Speaker
Description
Since the introduction of dual-source computed tomography (CT) scanners, dual-energy CT (DECT) has been popularly used in many clinical applications for material decomposition, contrast enhancement, and artifact reduction in conventional CT images. In addition, DECT may synthesize monochromatic CT images at different x-ray energies, which can be used for routine diagnosis similar to conventional polychromatic single-energy images. These images utilize all the radiation dose in the dual-energy acquisition, and are typically reconstructed using a common filtered-backprojection-based algorithm.
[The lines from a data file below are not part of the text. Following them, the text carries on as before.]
//! Interrupt and PTS vector table of the 8XC196EA

use std::fmt;

use crate::image::RawImage;
use crate::Address;

/// How the CPU services a vector.
#[derive(Debug, Clone, Copy, PartialEq, Eq, Hash)]
pub enum ServiceKind {
    /// Ordinary interrupt routine entered through the interrupt controller
    InterruptController,
    /// Peripheral transaction server
    Pts,
}

impl fmt::Display for ServiceKind {
    fn fmt(&self, f: &mut fmt::Formatter<'_>) -> fmt::Result {
        match self {
            ServiceKind::InterruptController => write!(f, "INT"),
            ServiceKind::Pts => write!(f, "PTS"),
        }
    }
}

/// One 16-bit vector slot.
#[derive(Debug, Clone, Copy, PartialEq, Eq)]
pub struct InterruptVector {
    pub vector_address: Address,
    pub source_name: &'static str,
    pub mnemonic: &'static str,
    pub service_kind: ServiceKind,
}

impl InterruptVector {
    pub const fn new(
        vector_address: Address,
        source_name: &'static str,
        mnemonic: &'static str,
        service_kind: ServiceKind,
    ) -> Self {
        Self { vector_address, source_name, mnemonic, service_kind }
    }
}

/// Where a crawl seed came from.
#[derive(Debug, Clone, Copy, PartialEq, Eq)]
pub enum EntryOrigin {
    Reset,
    Vector(InterruptVector),
}

/// A crawl seed taken from the reset address or a vector.
#[derive(Debug, Clone, Copy, PartialEq, Eq)]
pub struct EntryPoint {
    pub address: Address,
    pub origin: EntryOrigin,
}

impl EntryPoint {
    /// Banner label, e.g. `RESET_0x172080` or `INT_0x17304A`.
    pub fn label(&self) -> String {
        match self.origin {
            EntryOrigin::Reset => format!("RESET_0x{:06X}", self.address),
            EntryOrigin::Vector(vector) => match vector.service_kind {
                ServiceKind::InterruptController => format!("INT_0x{:06X}", self.address),
                ServiceKind::Pts => format!("PTS_0x{:06X}", self.address),
            },
        }
    }
}

static EA_VECTORS: &[InterruptVector] = &[
    InterruptVector::new(0x172000, "SIO0 Transmit", "TI0", ServiceKind::InterruptController),
    InterruptVector::new(0x172002, "SIO0 Receive", "RI0", ServiceKind::InterruptController),
    InterruptVector::new(0x172004, "EPA Channel 3-16 Overrun", "EPAx_OVR", ServiceKind::InterruptController),
    InterruptVector::new(0x172006, "A/D Conversion Complete", "AD_DONE", ServiceKind::InterruptController),
    InterruptVector::new(0x172008, "SIO1 Transmit", "TI1", ServiceKind::InterruptController),
    InterruptVector::new(0x17200A, "SIO1 Receive", "RI1", ServiceKind::InterruptController),
    InterruptVector::new(0x17200C, "EXTINT Pin", "EXTINT", ServiceKind::InterruptController),
    InterruptVector::new(0x17200E, "Serial Debug Unit Interrupt", "SDU", ServiceKind::InterruptController),
    InterruptVector::new(0x172010, "Software TRAP Instruction", "--", ServiceKind::InterruptController),
    InterruptVector::new(0x172012, "Unimplemented Opcode", "--", ServiceKind::InterruptController),
    InterruptVector::new(0x172014, "Dummy Standard Interrupt", "--", ServiceKind::InterruptController),
    InterruptVector::new(0x172016, "Dummy PTS Cycle", "--", ServiceKind::Pts),
    InterruptVector::new(0x172030, "SSIO Channel 0 Transfer", "SSIO0", ServiceKind::InterruptController),
    InterruptVector::new(0x172032, "SSIO Channel 1 Transfer", "SSIO1", ServiceKind::InterruptController),
    InterruptVector::new(0x17203C, "Stack Overflow Error", "Stack", ServiceKind::InterruptController),
    InterruptVector::new(0x17203E, "Nonmaskable Interrupt", "NMI", ServiceKind::InterruptController),
    InterruptVector::new(0x172040, "SIO0 Transmit", "TI0", ServiceKind::Pts),
    InterruptVector::new(0x172042, "SIO0 Receive", "RI0", ServiceKind::Pts),
    InterruptVector::new(0x172044, "EPA Channel 3-16 Overrun", "EPAx_OVR", ServiceKind::Pts),
    InterruptVector::new(0x172046, "A/D Conversion Complete", "AD_DONE", ServiceKind::Pts),
    InterruptVector::new(0x172048, "SIO1 Transmit", "TI1", ServiceKind::Pts),
    InterruptVector::new(0x17204A, "SIO1 Receive", "RI1", ServiceKind::Pts),
    InterruptVector::new(0x17204C, "EXTINT Pin", "EXTINT", ServiceKind::Pts),
    InterruptVector::new(0x17204E, "Serial Debug Unit Interrupt", "SDU", ServiceKind::Pts),
    InterruptVector::new(0x172050, "SSIO Channel 0 Transfer", "SSIO0", ServiceKind::Pts),
    InterruptVector::new(0x172052, "SSIO Channel 1 Transfer", "SSIO1", ServiceKind::Pts),
    InterruptVector::new(0x1720C0, "(PIH0) EPA Capture/Compare 0", "(PIH0) EPA0", ServiceKind::InterruptController),
    InterruptVector::new(0x1720C2, "(PIH0) EPA Capture/Compare 0", "(PIH0) EPA0", ServiceKind::Pts),
    InterruptVector::new(0x1720C4, "(PIH0) EPA Capture/Compare 1", "(PIH0) EPA1", ServiceKind::InterruptController),
    InterruptVector::new(0x1720C6, "(PIH0) EPA Capture/Compare 1", "(PIH0) EPA1", ServiceKind::Pts),
    InterruptVector::new(0x1720C8, "(PIH0) EPA Capture/Compare 2", "(PIH0) EPA2", ServiceKind::InterruptController),
    InterruptVector::new(0x1720CA, "(PIH0) EPA Capture/Compare 2", "(PIH0) EPA2", ServiceKind::Pts),
    InterruptVector::new(0x1720CC, "(PIH0) EPA Capture/Compare 3", "(PIH0) EPA3", ServiceKind::InterruptController),
    InterruptVector::new(0x1720CE, "(PIH0) EPA Capture/Compare 3", "(PIH0) EPA3", ServiceKind::Pts),
    InterruptVector::new(0x1720D0, "(PIH0) EPA Capture/Compare 4", "(PIH0) EPA4", ServiceKind::InterruptController),
    InterruptVector::new(0x1720D2, "(PIH0) EPA Capture/Compare 4", "(PIH0) EPA4", ServiceKind::Pts),
    InterruptVector::new(0x1720D4, "(PIH0) EPA Capture/Compare 5", "(PIH0) EPA5", ServiceKind::InterruptController),
    InterruptVector::new(0x1720D6, "(PIH0) EPA Capture/Compare 5", "(PIH0) EPA5", ServiceKind::Pts),
    InterruptVector::new(0x1720D8, "(PIH0) EPA Capture/Compare 6", "(PIH0) EPA6", ServiceKind::InterruptController),
    InterruptVector::new(0x1720DA, "(PIH0) EPA Capture/Compare 6", "(PIH0) EPA6", ServiceKind::Pts),
    InterruptVector::new(0x1720DC, "(PIH0) EPA Capture/Compare 7", "(PIH0) EPA7", ServiceKind::InterruptController),
    InterruptVector::new(0x1720DE, "(PIH0) EPA Capture/Compare 7", "(PIH0) EPA7", ServiceKind::Pts),
    InterruptVector::new(0x1720E0, "(PIH0) EPA Capture/Compare 8", "(PIH0) EPA8", ServiceKind::InterruptController),
    InterruptVector::new(0x1720E2, "(PIH0) EPA Capture/Compare 8", "(PIH0) EPA8", ServiceKind::Pts),
    InterruptVector::new(0x1720E4, "(PIH0) EPA Capture/Compare 9", "(PIH0) EPA9", ServiceKind::InterruptController),
    InterruptVector::new(0x1720E6, "(PIH0) EPA Capture/Compare 9", "(PIH0) EPA9", ServiceKind::Pts),
    InterruptVector::new(0x1720E8, "(PIH0) EPA Capture/Compare 10", "(PIH0) EPA10", ServiceKind::InterruptController),
    InterruptVector::new(0x1720EA, "(PIH0) EPA Capture/Compare 10", "(PIH0) EPA10", ServiceKind::Pts),
    InterruptVector::new(0x1720EC, "(PIH0) EPA Capture/Compare 11", "(PIH0) EPA11", ServiceKind::InterruptController),
    InterruptVector::new(0x1720EE, "(PIH0) EPA Capture/Compare 11", "(PIH0) EPA11", ServiceKind::Pts),
    InterruptVector::new(0x1720F0, "(PIH0) EPA Capture/Compare 12", "(PIH0) EPA12", ServiceKind::InterruptController),
    InterruptVector::new(0x1720F2, "(PIH0) EPA Capture/Compare 12", "(PIH0) EPA12", ServiceKind::Pts),
    InterruptVector::new(0x1720F4, "(PIH0) EPA Capture/Compare 13", "(PIH0) EPA13", ServiceKind::InterruptController),
    InterruptVector::new(0x1720F6, "(PIH0) EPA Capture/Compare 13", "(PIH0) EPA13", ServiceKind::Pts),
    InterruptVector::new(0x1720F8, "(PIH0) EPA Capture/Compare 14", "(PIH0) EPA14", ServiceKind::InterruptController),
    InterruptVector::new(0x1720FA, "(PIH0) EPA Capture/Compare 14", "(PIH0) EPA14", ServiceKind::Pts),
    InterruptVector::new(0x1720FC, "(PIH0) EPA Capture/Compare 15", "(PIH0) EPA15", ServiceKind::InterruptController),
    InterruptVector::new(0x1720FE, "(PIH0) EPA Capture/Compare 15", "(PIH0) EPA15", ServiceKind::Pts),
    InterruptVector::new(0x172100, "(PIH1) EPA2 Capture Overrun", "(PIH1) OVR2", ServiceKind::InterruptController),
    InterruptVector::new(0x172102, "(PIH1) EPA2 Capture Overrun", "(PIH1) OVR2", ServiceKind::Pts),
    InterruptVector::new(0x172104, "(PIH1) EPA1 Capture Overrun", "(PIH1) OVR1", ServiceKind::InterruptController),
    InterruptVector::new(0x172106, "(PIH1) EPA1 Capture Overrun", "(PIH1) OVR1", ServiceKind::Pts),
    InterruptVector::new(0x172108, "(PIH1) EPA0 Capture Overrun", "(PIH1) OVR0", ServiceKind::InterruptController),
    InterruptVector::new(0x17210A, "(PIH1) EPA0 Capture Overrun", "(PIH1) OVR0", ServiceKind::Pts),
    InterruptVector::new(0x17210C, "(PIH1) Timer 4 Overflow/Underflow", "(PIH1) OVRTM4", ServiceKind::InterruptController),
    InterruptVector::new(0x17210E, "(PIH1) Timer 4 Overflow/Underflow", "(PIH1) OVRTM4", ServiceKind::Pts),
    InterruptVector::new(0x172110, "(PIH1) Timer 3 Overflow/Underflow", "(PIH1) OVRTM3", ServiceKind::InterruptController),
    InterruptVector::new(0x172112, "(PIH1) Timer 3 Overflow/Underflow", "(PIH1) OVRTM3", ServiceKind::Pts),
    InterruptVector::new(0x172114, "(PIH1) Timer 2 Overflow/Underflow", "(PIH1) OVRTM2", ServiceKind::InterruptController),
    InterruptVector::new(0x172116, "(PIH1) Timer 2 Overflow/Underflow", "(PIH1) OVRTM2", ServiceKind::Pts),
    InterruptVector::new(0x172118, "(PIH1) Timer 1 Overflow/Underflow", "(PIH1) OVRTM1", ServiceKind::InterruptController),
    InterruptVector::new(0x17211A, "(PIH1) Timer 1 Overflow/Underflow", "(PIH1) OVRTM1", ServiceKind::Pts),
    InterruptVector::new(0x17211C, "(PIH1) Output Simulcapture 0", "(PIH1) OS0", ServiceKind::InterruptController),
    InterruptVector::new(0x17211E, "(PIH1) Output Simulcapture 0", "(PIH1) OS0", ServiceKind::Pts),
    InterruptVector::new(0x172120, "(PIH1) Output Simulcapture 1", "(PIH1) OS1", ServiceKind::InterruptController),
    InterruptVector::new(0x172122, "(PIH1) Output Simulcapture 1", "(PIH1) OS1", ServiceKind::Pts),
    InterruptVector::new(0x172124, "(PIH1) Output Simulcapture 2", "(PIH1) OS2", ServiceKind::InterruptController),
    InterruptVector::new(0x172126, "(PIH1) Output Simulcapture 2", "(PIH1) OS2", ServiceKind::Pts),
    InterruptVector::new(0x172128, "(PIH1) Output Simulcapture 3", "(PIH1) OS3", ServiceKind::InterruptController),
    InterruptVector::new(0x17212A, "(PIH1) Output Simulcapture 3", "(PIH1) OS3", ServiceKind::Pts),
    InterruptVector::new(0x17212C, "(PIH1) Output Simulcapture 4", "(PIH1) OS4", ServiceKind::InterruptController),
    InterruptVector::new(0x17212E, "(PIH1) Output Simulcapture 4", "(PIH1) OS4", ServiceKind::Pts),
    InterruptVector::new(0x172130, "(PIH1) Output Simulcapture 5", "(PIH1) OS5", ServiceKind::InterruptController),
    InterruptVector::new(0x172132, "(PIH1) Output Simulcapture 5", "(PIH1) OS5", ServiceKind::Pts),
    InterruptVector::new(0x172134, "(PIH1) Output Simulcapture 6", "(PIH1) OS6", ServiceKind::InterruptController),
    InterruptVector::new(0x172136, "(PIH1) Output Simulcapture 6", "(PIH1) OS6", ServiceKind::Pts),
    InterruptVector::new(0x172138, "(PIH1) Output Simulcapture 7", "(PIH1) OS7", ServiceKind::InterruptController),
    InterruptVector::new(0x17213A, "(PIH1) Output Simulcapture 7", "(PIH1) OS7", ServiceKind::Pts),
    InterruptVector::new(0x17213C, "(PIH1) EPA Capture/Compare 16", "(PIH1) EPA16", ServiceKind::InterruptController),
    InterruptVector::new(0x17213E, "(PIH1) EPA Capture/Compare 16", "(PIH1) EPA16", ServiceKind::Pts),
];

/// Vector slots ordered by address.
#[derive(Debug, Clone)]
pub struct VectorTable {
    vectors: Vec<InterruptVector>,
}

impl Default for VectorTable {
    /// The 8XC196EA interrupt and PTS vectors.
    fn default() -> Self {
        Self { vectors: EA_VECTORS.to_vec() }
    }
}

impl VectorTable {
    pub fn new(mut vectors: Vec<InterruptVector>) -> Self {
        vectors.sort_by_key(|vector| vector.vector_address);
        Self { vectors }
    }

    /// A table without vectors; only the reset address seeds a crawl.
    pub fn empty() -> Self {
        Self { vectors: Vec::new() }
    }

    pub fn vectors(&self) -> &[InterruptVector] {
        &self.vectors
    }

    pub fn len(&self) -> usize {
        self.vectors.len()
    }

    pub fn is_empty(&self) -> bool {
        self.vectors.is_empty()
    }

    /// The vector whose two-byte slot covers `address`.
    pub fn slot_containing(&self, address: Address) -> Option<&InterruptVector> {
        self.vectors
            .iter()
            .find(|vector| vector.vector_address <= address && address < vector.vector_address + 2)
    }

    /// Service routine entry: `base` plus the little-endian word stored at
    /// `vector_address`. `None` if the slot lies outside the image.
    pub fn entry_point(image: &RawImage, vector_address: Address, base: Address) -> Option<Address> {
        image
            .read_word_le(vector_address)
            .map(|word| base.wrapping_add(word as Address) & 0xFF_FFFF)
    }
}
However, the quality of the resultant monochromatic CT images is often impaired; artifacts by scatter and noise or photon starvation still may exist in the reconstructed images. In this study, we investigated a recently popular compressed-sensing (CS)-based algorithm to produce virtual monochromatic images of less artifacts and thus to improve the image quality. CS is an innovative signal processing technique used in data acquisition and image reconstruction by finding solutions to underdetermined linear systems. A systematic simulation and experiment was performed to evaluate the effectiveness of the proposed approach. Polychromatic projections were obtained at two tube potentials of 80 kVp and 140 kVp and monochromatic CT images were reconstructed using the CS-based algorithm after applying projection-domain dual-energy processing. We compared the quality of virtual monochromatic CT images to that of polychromatic single-energy images, acquired at different tube potentials and the same radiation dose.